Le quart-arrière de l'autre équipe, les Packers de Green Bay, se nomme Aaron Rodgers. Mais pas besoin de le retenir. On n'épate pas la galerie en disant Aaron Rodgers. C'est trop simple. Des Rodgers, il y en a plein. Johnny Rodgers, Rodger Brulotte, Kenny Rodgers. Vous n'aurez pas l'air d'un initié. Tandis que Ben Roethlisberger, il n'y en a qu'un. Et il faut connaître le football pour savoir qu'il existe. L'illusion est parfaite.

L'apparence de la connaissance tient à peu de chose. Prenez la révolte en Égypte. La plupart de nos connaissances sur l'Égypte nous viennent d'Astérix et Cléopâtre. On sait les pyramides. On sait le sphinx. On sait le nez de la pharaonne.
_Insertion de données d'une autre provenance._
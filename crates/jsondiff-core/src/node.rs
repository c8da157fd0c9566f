use std::collections::BTreeMap;
use std::mem;

use serde::{Deserialize, Deserializer, Serialize, Serializer};
use serde_json::Value as JsonValue;
use serde_yaml::Value as YamlValue;

use crate::{
    diff::{pointer::parse_index, Pointer},
    CanonicalizeError, DiffError, DiffOptions, Number, Operation, Patch, PatchError,
};

/// The JSON data model the diff engine operates on.
///
/// Objects keep their members in a `BTreeMap`, so insertion order is
/// irrelevant to equality and iteration is always sorted by key.
#[derive(Clone, Debug, PartialEq)]
pub enum Node {
    /// JSON `null`.
    Null,
    /// JSON boolean.
    Bool(bool),
    /// JSON number represented as IEEE-754 double precision.
    Number(Number),
    /// JSON string.
    String(String),
    /// JSON array.
    Array(Vec<Node>),
    /// JSON object with deterministic key ordering.
    Object(BTreeMap<String, Node>),
}

impl Node {
    /// Parses a JSON string into a node.
    ///
    /// ```
    /// # use jsondiff_core::Node;
    /// let node = Node::from_json_str("{\"hello\":\"world\"}")?;
    /// assert!(matches!(node, Node::Object(_)));
    /// # Ok::<(), jsondiff_core::CanonicalizeError>(())
    /// ```
    pub fn from_json_str(input: &str) -> Result<Self, CanonicalizeError> {
        let value: JsonValue = serde_json::from_str(input)?;
        Self::from_json_value(value)
    }

    /// Parses a YAML string into a node.
    ///
    /// ```
    /// # use jsondiff_core::Node;
    /// let node = Node::from_yaml_str("---\nanswer: 42\n")?;
    /// assert!(matches!(node, Node::Object(_)));
    /// # Ok::<(), jsondiff_core::CanonicalizeError>(())
    /// ```
    pub fn from_yaml_str(input: &str) -> Result<Self, CanonicalizeError> {
        let value: YamlValue = serde_yaml::from_str(input)?;
        Self::from_yaml_value(value)
    }

    /// Converts a serde JSON value into a [`Node`].
    pub fn from_json_value(value: JsonValue) -> Result<Self, CanonicalizeError> {
        match value {
            JsonValue::Null => Ok(Self::Null),
            JsonValue::Bool(v) => Ok(Self::Bool(v)),
            JsonValue::Number(num) => {
                let Some(as_f64) = num.as_f64() else {
                    return Err(CanonicalizeError::NumberOutOfRange { value: num.to_string() });
                };
                Ok(Self::Number(Number::new(as_f64)?))
            }
            JsonValue::String(s) => Ok(Self::String(s)),
            JsonValue::Array(values) => {
                let mut items = Vec::with_capacity(values.len());
                for value in values {
                    items.push(Self::from_json_value(value)?);
                }
                Ok(Self::Array(items))
            }
            JsonValue::Object(map) => {
                let mut object = BTreeMap::new();
                for (key, value) in map {
                    object.insert(key, Self::from_json_value(value)?);
                }
                Ok(Self::Object(object))
            }
        }
    }

    fn from_yaml_value(value: YamlValue) -> Result<Self, CanonicalizeError> {
        match value {
            YamlValue::Null => Ok(Self::Null),
            YamlValue::Bool(v) => Ok(Self::Bool(v)),
            YamlValue::Number(num) => {
                if let Some(f) = num.as_f64() {
                    return Ok(Self::Number(Number::new(f)?));
                }
                if let Some(i) = num.as_i64() {
                    return Ok(Self::Number(Number::new(i as f64)?));
                }
                if let Some(u) = num.as_u64() {
                    return Ok(Self::Number(Number::new(u as f64)?));
                }
                Err(CanonicalizeError::NumberOutOfRange { value: num.to_string() })
            }
            YamlValue::String(s) => Ok(Self::String(s)),
            YamlValue::Sequence(seq) => {
                let mut items = Vec::with_capacity(seq.len());
                for value in seq {
                    items.push(Self::from_yaml_value(value)?);
                }
                Ok(Self::Array(items))
            }
            YamlValue::Mapping(map) => {
                let mut object = BTreeMap::new();
                for (key, value) in map {
                    let key = match key {
                        YamlValue::String(s) => s,
                        other => {
                            return Err(CanonicalizeError::NonStringYamlKey {
                                found: format!("{other:?}"),
                            });
                        }
                    };
                    object.insert(key, Self::from_yaml_value(value)?);
                }
                Ok(Self::Object(object))
            }
            YamlValue::Tagged(tagged) => {
                Err(CanonicalizeError::UnsupportedYamlTag { tag: tagged.tag.to_string() })
            }
        }
    }

    /// Converts the node into a serde JSON value.
    #[must_use]
    pub fn to_json_value(&self) -> JsonValue {
        match self {
            Self::Null => JsonValue::Null,
            Self::Bool(v) => JsonValue::Bool(*v),
            Self::Number(n) => JsonValue::Number(n.to_json_number()),
            Self::String(s) => JsonValue::String(s.clone()),
            Self::Array(values) => JsonValue::Array(values.iter().map(Self::to_json_value).collect()),
            Self::Object(map) => {
                let mut object = serde_json::Map::new();
                for (key, value) in map {
                    object.insert(key.clone(), value.to_json_value());
                }
                JsonValue::Object(object)
            }
        }
    }

    /// Renders the node as compact JSON text.
    ///
    /// ```
    /// # use jsondiff_core::Node;
    /// let node = Node::from_json_str("{\"b\":1.0, \"a\":[true]}")?;
    /// assert_eq!(node.to_json_string(), r#"{"a":[true],"b":1}"#);
    /// # Ok::<(), jsondiff_core::CanonicalizeError>(())
    /// ```
    #[must_use]
    pub fn to_json_string(&self) -> String {
        self.to_json_value().to_string()
    }

    /// Returns true when both nodes have the same shape and can be diffed member-wise.
    #[must_use]
    pub fn is_comparable(&self, other: &Self) -> bool {
        mem::discriminant(self) == mem::discriminant(other)
    }

    /// Resolves a JSON Pointer against this node.
    ///
    /// ```
    /// # use jsondiff_core::{diff::Pointer, Node};
    /// let doc = Node::from_json_str(r#"{"a":[10,{"b":true}]}"#)?;
    /// let found = doc.pointer(&Pointer::parse("/a/1/b").unwrap());
    /// assert_eq!(found, Some(&Node::Bool(true)));
    /// assert!(doc.pointer(&Pointer::parse("/a/2").unwrap()).is_none());
    /// # Ok::<(), jsondiff_core::CanonicalizeError>(())
    /// ```
    #[must_use]
    pub fn pointer(&self, pointer: &Pointer) -> Option<&Node> {
        let mut current = self;
        for token in pointer.tokens() {
            current = match current {
                Self::Object(map) => map.get(&token)?,
                Self::Array(values) => values.get(parse_index(&token)?)?,
                _ => return None,
            };
        }
        Some(current)
    }

    pub(crate) fn pointer_mut(&mut self, pointer: &Pointer) -> Option<&mut Node> {
        let mut current = self;
        for token in pointer.tokens() {
            current = match current {
                Self::Object(map) => map.get_mut(&token)?,
                Self::Array(values) => values.get_mut(parse_index(&token)?)?,
                _ => return None,
            };
        }
        Some(current)
    }

    /// Computes the JSON Patch that turns this node into `other`.
    ///
    /// ```
    /// # use jsondiff_core::{DiffOptions, Node};
    /// let lhs = Node::from_json_str(r#"{"a":1}"#)?;
    /// let rhs = Node::from_json_str(r#"{"a":2}"#)?;
    /// let patch = lhs.diff(&rhs, &DiffOptions::default())?;
    /// assert_eq!(patch.to_json_string()?, r#"[{"op":"replace","path":"/a","value":2}]"#);
    /// # Ok::<(), Box<dyn std::error::Error>>(())
    /// ```
    pub fn diff(&self, other: &Self, options: &DiffOptions) -> Result<Patch, DiffError> {
        crate::diff::diff_nodes(self, other, options)
    }

    /// Applies a JSON Patch to this node, returning the patched node on success.
    ///
    /// ```
    /// # use jsondiff_core::{DiffOptions, Node};
    /// let base = Node::from_json_str("[1,2,3]")?;
    /// let target = Node::from_json_str("[1,4]")?;
    /// let patch = base.diff(&target, &DiffOptions::default())?;
    /// let patched = base.apply_patch(&patch)?;
    /// assert_eq!(patched, target);
    /// # Ok::<(), Box<dyn std::error::Error>>(())
    /// ```
    pub fn apply_patch(&self, patch: &Patch) -> Result<Self, PatchError> {
        crate::apply::apply_patch(self, patch)
    }

    /// Applies one operation in place. On error the node is left unchanged.
    ///
    /// ```
    /// # use jsondiff_core::{Node, Operation, Pointer};
    /// let mut doc = Node::from_json_str(r#"{"a":1}"#)?;
    /// doc.apply_operation(&Operation::remove(Pointer::parse("/a")?, Node::from(1)))?;
    /// assert_eq!(doc.to_json_string(), "{}");
    /// # Ok::<(), Box<dyn std::error::Error>>(())
    /// ```
    pub fn apply_operation(&mut self, operation: &Operation) -> Result<(), PatchError> {
        crate::apply::apply_operation(self, operation)
    }
}

impl TryFrom<JsonValue> for Node {
    type Error = CanonicalizeError;

    fn try_from(value: JsonValue) -> Result<Self, Self::Error> {
        Self::from_json_value(value)
    }
}

impl From<bool> for Node {
    fn from(value: bool) -> Self {
        Self::Bool(value)
    }
}

impl From<i32> for Node {
    fn from(value: i32) -> Self {
        Self::Number(Number::from(value))
    }
}

impl From<&str> for Node {
    fn from(value: &str) -> Self {
        Self::String(value.to_owned())
    }
}

impl From<String> for Node {
    fn from(value: String) -> Self {
        Self::String(value)
    }
}

impl Serialize for Node {
    fn serialize<S>(&self, serializer: S) -> Result<S::Ok, S::Error>
    where
        S: Serializer,
    {
        match self {
            Self::Null => serializer.serialize_unit(),
            Self::Bool(v) => serializer.serialize_bool(*v),
            Self::Number(n) => n.serialize(serializer),
            Self::String(s) => serializer.serialize_str(s),
            Self::Array(values) => serializer.collect_seq(values),
            Self::Object(map) => serializer.collect_map(map),
        }
    }
}

impl<'de> Deserialize<'de> for Node {
    fn deserialize<D>(deserializer: D) -> Result<Self, D::Error>
    where
        D: Deserializer<'de>,
    {
        let value = JsonValue::deserialize(deserializer)?;
        Self::from_json_value(value).map_err(serde::de::Error::custom)
    }
}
C'est à peu près tout. Il y a 15 jours, Moubarak, c'était Barack Obama quand il manquait de Viagra. Aujourd'hui, tout le monde parle de Moubarak comme si c'était Carey Price. Faut échanger Moubarak vite et loin. Si Moubarak s'en va, ça va être l'anarchie. Moubarak par-ci, Moubarak par-là.

Pour vous démarquer, pour avoir l'air plus savant que le chauffeur de taxi moyen, il suffit d'apprendre son prénom. Dites: Je pense vraiment que l'attitude d'Hosni Moubarak est condamnable. Tout le monde va arrêter de parler autour de vous. Et quelqu'un va oser afficher son ignorance en vous demandant: «Hosni qui?

-Hosni Moubarak, le dictateur de l'Égypte.

-Ben oui... Moubarak comme dans Moubarak.

- C'est ça, Hosni Moubarak.»

Du coup, vous allez avoir l'air d'un égyptologue. Roethlisberger et Hosni, ce sont les deux mots-clés du week-end. Question de péter plus haut que le trou.

Il existe plein de mots comme ça qui sont des raccourcis à l'éducation. Des stéroïdes de savoir. On les utilise et on est plus gonflé. «Nonobstant» en est un. Il y en a qui s'en servent tous les jours. Nonobstant où on va aller souper... Nonobstant, passe-moi le beurre.

Il y a plein de mots qui servent juste à rehausser son niveau de langage. Mais ça ne dure que l'espace d'un mot. L'instant suivant, l'utilisateur est démasqué. Nonobstant si j'aurais sorti avec elle...

C'est comme le «définitivement» des joueurs de hockey. Au lieu de répondre seulement «oui», ils répondent «définitivement». Le mot est plus long, ils ont quasiment l'air d'avoir fait une phrase.

Mais là, je vous mêle avec mes «définitivement», mes «nonobstant» et mon «Hosni». Demain, pour avoir l'air d'un expert, il suffit de prononcer sans bafouiller Ben Roethlisberger. Lundi, vous pourrez l'effacer de votre mémoire vive. Le sujet de conversation ne sera ni Roethlisberger ni Rodgers, ça va être les pubs du Super Bowl. Et ça, tout le monde connaît ça, Pepsi et Coca-Cola. Vous n'avez même pas besoin de regarder la partie pour les voir. Elles sont déjà sur le Net.

Bon Super Bowl, tout le monde! Que vous le regardiez vraiment ou que vous fassiez semblant!